▶ [Exercise instructions]
Every record must be copied out exactly.

Data under study: Begin

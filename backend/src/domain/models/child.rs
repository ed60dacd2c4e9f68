//! Domain model for a child profile.
use chrono::{DateTime, NaiveDate, Utc};
use shared::Gender;
use uuid::Uuid;

pub const DEFAULT_CHILD_COLOR: &str = "#8B5CF6";

#[derive(Debug, Clone, PartialEq)]
pub struct Child {
    pub id: String,
    /// Owning user account; every read and write is scoped by it
    pub user_id: String,
    pub name: String,
    pub date_of_birth: NaiveDate,
    pub gender: Option<Gender>,
    pub avatar_url: Option<String>,
    pub color: String,
    pub created_at: DateTime<Utc>,
    pub updated_at: DateTime<Utc>,
}

impl Child {
    pub fn generate_id() -> String {
        Uuid::new_v4().to_string()
    }
}

/// True for `#RRGGBB` strings
pub fn is_valid_hex_color(color: &str) -> bool {
    let bytes = color.as_bytes();
    bytes.len() == 7 && bytes[0] == b'#' && bytes[1..].iter().all(u8::is_ascii_hexdigit)
}

#[cfg(test)]
mod tests {
    use super::*;

    #[test]
    fn test_hex_color_validation() {
        assert!(is_valid_hex_color("#8B5CF6"));
        assert!(is_valid_hex_color("#abcdef"));
        assert!(is_valid_hex_color(DEFAULT_CHILD_COLOR));

        assert!(!is_valid_hex_color("8B5CF6"));
        assert!(!is_valid_hex_color("#8B5CF"));
        assert!(!is_valid_hex_color("#8B5CF6A"));
        assert!(!is_valid_hex_color("#GGGGGG"));
        assert!(!is_valid_hex_color(""));
    }
}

Data under study: End

▶ [Solution]
filename backend/src/domain/models/child.rs
repository ed60dacd2c4e9f68
//! Domain model for a child profile.
use chrono::{DateTime, NaiveDate, Utc};
use shared::Gender;
use uuid::Uuid;

pub const DEFAULT_CHILD_COLOR: &str = "#8B5CF6";

#[derive(Debug, Clone, PartialEq)]
pub struct Child {
    pub id: String,
    /// Owning user account; every read and write is scoped by it
    pub user_id: String,
    pub name: String,
    pub date_of_birth: NaiveDate,
    pub gender: Option<Gender>,
    pub avatar_url: Option<String>,
    pub color: String,
    pub created_at: DateTime<Utc>,
    pub updated_at: DateTime<Utc>,
}

impl Child {
    pub fn generate_id() -> String {
        Uuid::new_v4().to_string()
    }
}

/// True for `#RRGGBB` strings
pub fn is_valid_hex_color(color: &str) -> bool {
    let bytes = color.as_bytes();
    bytes.len() == 7 && bytes[0] == b'#' && bytes[1..].iter().all(u8::is_ascii_hexdigit)
}

#[cfg(test)]
mod tests {
    use super::*;

    #[test]
    fn test_hex_color_validation() {
        assert!(is_valid_hex_color("#8B5CF6"));
        assert!(is_valid_hex_color("#abcdef"));
        assert!(is_valid_hex_color(DEFAULT_CHILD_COLOR));

        assert!(!is_valid_hex_color("8B5CF6"));
        assert!(!is_valid_hex_color("#8B5CF"));
        assert!(!is_valid_hex_color("#8B5CF6A"));
        assert!(!is_valid_hex_color("#GGGGGG"));
        assert!(!is_valid_hex_color(""));
    }
}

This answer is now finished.